For the listing below, count the lines that contain "matches" and report only the number.

• RAW DATA:

────

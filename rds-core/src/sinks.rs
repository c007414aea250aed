//! Dump files
//!
//! One record per trace is appended to each file:
//!
//! | file                        | content                                    |
//! |-----------------------------|--------------------------------------------|
//! | `keys.bin`                  | 16 bytes                                   |
//! | `plaintexts.bin`            | 16 bytes                                   |
//! | `ciphertexts.bin`           | 16 bytes                                   |
//! | `masks.bin`                 | 16 bytes per mask, only with masks         |
//! | `sensor_traces_<N>k.csv`    | sample weights, one row per trace          |
//! | `traces_encoded.bin`        | sample weights, one byte each              |
//! | `traces_raw.bin`            | raw sample bytes                           |
//! | `temperature_<N>k.csv`      | auxiliary words in degrees Celsius         |

use crate::decoder::xadc_celsius;
use crate::session::TraceRecord;
use crate::thermometer::{CalibrationLayout, CalibrationWord};
use crate::{Error, Result};
use serde::{Deserialize, Serialize};
use std::fs::{self, File};
use std::io::{BufWriter, Write};
use std::path::{Path, PathBuf};
use tracing::debug;

/// Destination for captured traces
pub trait TraceSink {
    /// Append one trace; returns the number of bytes written
    fn append(&mut self, record: &TraceRecord) -> Result<usize>;

    fn flush(&mut self) -> Result<()>;
}

impl<S: TraceSink + ?Sized> TraceSink for Box<S> {
    fn append(&mut self, record: &TraceRecord) -> Result<usize> {
        (**self).append(record)
    }

    fn flush(&mut self) -> Result<()> {
        (**self).flush()
    }
}

/// Encoding of the sensor trace dump
#[derive(Debug, Clone, Copy, PartialEq, Eq, Serialize, Deserialize, Default)]
#[serde(rename_all = "lowercase")]
pub enum TraceFormat {
    /// Comma-separated weights, one row per trace
    #[default]
    Csv,
    /// Binary weights, one byte per sample
    Weights,
    /// Raw sample bytes
    Raw,
}

#[derive(Debug, Clone)]
pub struct SinkOptions {
    pub dir: PathBuf,
    /// Used to name the CSV files
    pub num_traces: u64,
    pub mask_count: usize,
    pub format: TraceFormat,
    /// Also write the auxiliary signal as temperatures
    pub dump_signal: bool,
    /// Bits per sample; the weights file only holds widths up to 255
    pub sensor_width: u32,
}

/// Buffered dump files in one directory
pub struct FileSinks {
    keys: BufWriter<File>,
    plaintexts: BufWriter<File>,
    ciphertexts: BufWriter<File>,
    masks: Option<BufWriter<File>>,
    traces: BufWriter<File>,
    temperature: Option<BufWriter<File>>,
    format: TraceFormat,
    records: u64,
}

fn create(dir: &Path, name: &str) -> Result<BufWriter<File>> {
    let path = dir.join(name);
    let file = File::create(&path)?;
    debug!("Opened dump file {}", path.display());
    Ok(BufWriter::new(file))
}

impl FileSinks {
    pub fn create(options: &SinkOptions) -> Result<Self> {
        if options.format == TraceFormat::Weights && options.sensor_width > u8::MAX as u32 {
            return Err(Error::Config(format!(
                "weights dump stores one byte per sample, sensor width {} does not fit",
                options.sensor_width
            )));
        }
        fs::create_dir_all(&options.dir)?;
        let dir = options.dir.as_path();
        let thousands = options.num_traces / 1000;

        let masks = if options.mask_count > 0 {
            Some(create(dir, "masks.bin")?)
        } else {
            None
        };
        let traces = match options.format {
            TraceFormat::Csv => create(dir, &format!("sensor_traces_{}k.csv", thousands))?,
            TraceFormat::Weights => create(dir, "traces_encoded.bin")?,
            TraceFormat::Raw => create(dir, "traces_raw.bin")?,
        };
        let temperature = if options.dump_signal {
            Some(create(dir, &format!("temperature_{}k.csv", thousands))?)
        } else {
            None
        };

        Ok(Self {
            keys: create(dir, "keys.bin")?,
            plaintexts: create(dir, "plaintexts.bin")?,
            ciphertexts: create(dir, "ciphertexts.bin")?,
            masks,
            traces,
            temperature,
            format: options.format,
            records: 0,
        })
    }

    pub fn records(&self) -> u64 {
        self.records
    }

    fn trace_bytes(&self, record: &TraceRecord) -> Vec<u8> {
        match self.format {
            TraceFormat::Csv => {
                let row: Vec<String> = record.trace.weights().iter().map(|w| w.to_string()).collect();
                let mut line = row.join(",");
                line.push('\n');
                line.into_bytes()
            }
            TraceFormat::Weights => record.trace.weights().iter().map(|&w| w.min(u8::MAX as u32) as u8).collect(),
            TraceFormat::Raw => record.trace.as_bytes().to_vec(),
        }
    }
}

impl TraceSink for FileSinks {
    fn append(&mut self, record: &TraceRecord) -> Result<usize> {
        let mut written = 0;

        self.keys.write_all(&record.key)?;
        self.plaintexts.write_all(&record.plaintext)?;
        self.ciphertexts.write_all(&record.cipher)?;
        written += 48;

        if let Some(masks) = self.masks.as_mut() {
            for mask in &record.masks {
                masks.write_all(mask)?;
                written += mask.len();
            }
        }

        let trace = self.trace_bytes(record);
        self.traces.write_all(&trace)?;
        written += trace.len();

        if let Some(temperature) = self.temperature.as_mut() {
            let row: Vec<String> = record.trace.aux().iter().map(|&raw| format!("{:.6}", xadc_celsius(raw))).collect();
            let mut line = row.join(",");
            line.push('\n');
            temperature.write_all(line.as_bytes())?;
            written += line.len();
        }

        self.records += 1;
        Ok(written)
    }

    fn flush(&mut self) -> Result<()> {
        self.keys.flush()?;
        self.plaintexts.flush()?;
        self.ciphertexts.flush()?;
        if let Some(masks) = self.masks.as_mut() {
            masks.flush()?;
        }
        self.traces.flush()?;
        if let Some(temperature) = self.temperature.as_mut() {
            temperature.flush()?;
        }
        Ok(())
    }
}

/// Keeps records in memory
#[derive(Debug, Default)]
pub struct MemorySink {
    pub records: Vec<TraceRecord>,
    pub flushes: usize,
}

impl TraceSink for MemorySink {
    fn append(&mut self, record: &TraceRecord) -> Result<usize> {
        self.records.push(record.clone());
        Ok(48 + record.trace.as_bytes().len())
    }

    fn flush(&mut self) -> Result<()> {
        self.flushes += 1;
        Ok(())
    }
}

/// Store one calibration word per sensor, back to back
pub fn write_calibration_file(path: &Path, words: &[CalibrationWord]) -> Result<()> {
    let mut out = BufWriter::new(File::create(path)?);
    for word in words {
        out.write_all(word.as_bytes())?;
    }
    out.flush()?;
    Ok(())
}

/// Load the words stored by [`write_calibration_file`]
pub fn read_calibration_file(path: &Path, layout: CalibrationLayout) -> Result<Vec<CalibrationWord>> {
    layout.validate()?;
    let bytes = fs::read(path)?;
    let size = layout.word_bytes();
    if bytes.is_empty() || bytes.len() % size != 0 {
        return Err(Error::Config(format!(
            "calibration file {} has {} bytes, expected a non-zero multiple of {}",
            path.display(),
            bytes.len(),
            size
        )));
    }
    bytes
        .chunks_exact(size)
        .map(|chunk| CalibrationWord::from_bytes(chunk.to_vec(), layout))
        .collect()
}

/// Write a value as pretty-printed JSON
pub fn write_json<T: Serialize>(path: &Path, value: &T) -> Result<()> {
    let json = serde_json::to_string_pretty(value)?;
    fs::write(path, json)?;
    Ok(())
}

#[cfg(test)]
mod tests {
    use super::*;
    use crate::decoder::Trace;
    use crate::session::PlaintextSource;
    use crate::thermometer::{pack_calibration_word, DelayTap};

    fn record(index: u64, masks: usize) -> TraceRecord {
        TraceRecord {
            index,
            key: [index as u8; 16],
            masks: vec![[0xAA; 16]; masks],
            plaintext: [1; 16],
            cipher: [2; 16],
            trace: Trace::new(vec![0xFF, 0x00, 0x0F, 0x01], 2).with_aux(vec![2500, 0]),
            source: PlaintextSource::Constant,
        }
    }

    fn options(dir: &Path, format: TraceFormat, masks: usize) -> SinkOptions {
        SinkOptions {
            dir: dir.to_path_buf(),
            num_traces: 3000,
            mask_count: masks,
            format,
            dump_signal: true,
            sensor_width: 16,
        }
    }

    #[test]
    fn test_csv_dump() {
        let dir = tempfile::tempdir().unwrap();
        let mut sinks = FileSinks::create(&options(dir.path(), TraceFormat::Csv, 0)).unwrap();
        sinks.append(&record(0, 0)).unwrap();
        sinks.append(&record(1, 0)).unwrap();
        sinks.flush().unwrap();

        let csv = fs::read_to_string(dir.path().join("sensor_traces_3k.csv")).unwrap();
        assert_eq!(csv, "8,5\n8,5\n");
        assert_eq!(fs::read(dir.path().join("keys.bin")).unwrap().len(), 32);
        assert!(!dir.path().join("masks.bin").exists());

        let temps = fs::read_to_string(dir.path().join("temperature_3k.csv")).unwrap();
        assert!(temps.starts_with("34.45"));
        assert!(temps.lines().next().unwrap().ends_with(",-273.150000"));
    }

    #[test]
    fn test_masks_and_weights() {
        let dir = tempfile::tempdir().unwrap();
        let mut sinks = FileSinks::create(&options(dir.path(), TraceFormat::Weights, 2)).unwrap();
        let written = sinks.append(&record(0, 2)).unwrap();
        sinks.flush().unwrap();

        assert_eq!(fs::read(dir.path().join("masks.bin")).unwrap(), vec![0xAA; 32]);
        assert_eq!(fs::read(dir.path().join("traces_encoded.bin")).unwrap(), vec![8, 5]);
        assert!(written >= 48 + 32 + 2);
    }

    #[test]
    fn test_weights_dump_rejects_wide_sensors() {
        let dir = tempfile::tempdir().unwrap();
        let mut wide = options(dir.path(), TraceFormat::Weights, 0);
        wide.sensor_width = 512;
        assert!(matches!(FileSinks::create(&wide), Err(Error::Config(_))));
        assert!(!dir.path().join("traces_encoded.bin").exists());

        // raw bytes carry any width
        wide.format = TraceFormat::Raw;
        assert!(FileSinks::create(&wide).is_ok());
    }

    #[test]
    fn test_raw_dump() {
        let dir = tempfile::tempdir().unwrap();
        let mut sinks = FileSinks::create(&options(dir.path(), TraceFormat::Raw, 0)).unwrap();
        sinks.append(&record(0, 0)).unwrap();
        sinks.flush().unwrap();
        assert_eq!(
            fs::read(dir.path().join("traces_raw.bin")).unwrap(),
            vec![0xFF, 0x00, 0x0F, 0x01]
        );
    }

    #[test]
    fn test_calibration_file() {
        let dir = tempfile::tempdir().unwrap();
        let path = dir.path().join("idc_idf.bin");
        let layout = CalibrationLayout::default();
        let words = vec![
            pack_calibration_word(DelayTap::new(9, 3), layout).unwrap(),
            pack_calibration_word(DelayTap::new(4, 0), layout).unwrap(),
        ];
        write_calibration_file(&path, &words).unwrap();
        assert_eq!(fs::metadata(&path).unwrap().len(), 32);

        let loaded = read_calibration_file(&path, layout).unwrap();
        assert_eq!(loaded[0].tap(), DelayTap::new(9, 3));
        assert_eq!(loaded[1].tap(), DelayTap::new(4, 0));

        fs::write(&path, [0u8; 20]).unwrap();
        assert!(matches!(read_calibration_file(&path, layout), Err(Error::Config(_))));
    }
}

────

• REPLY TO THE EXERCISE: 2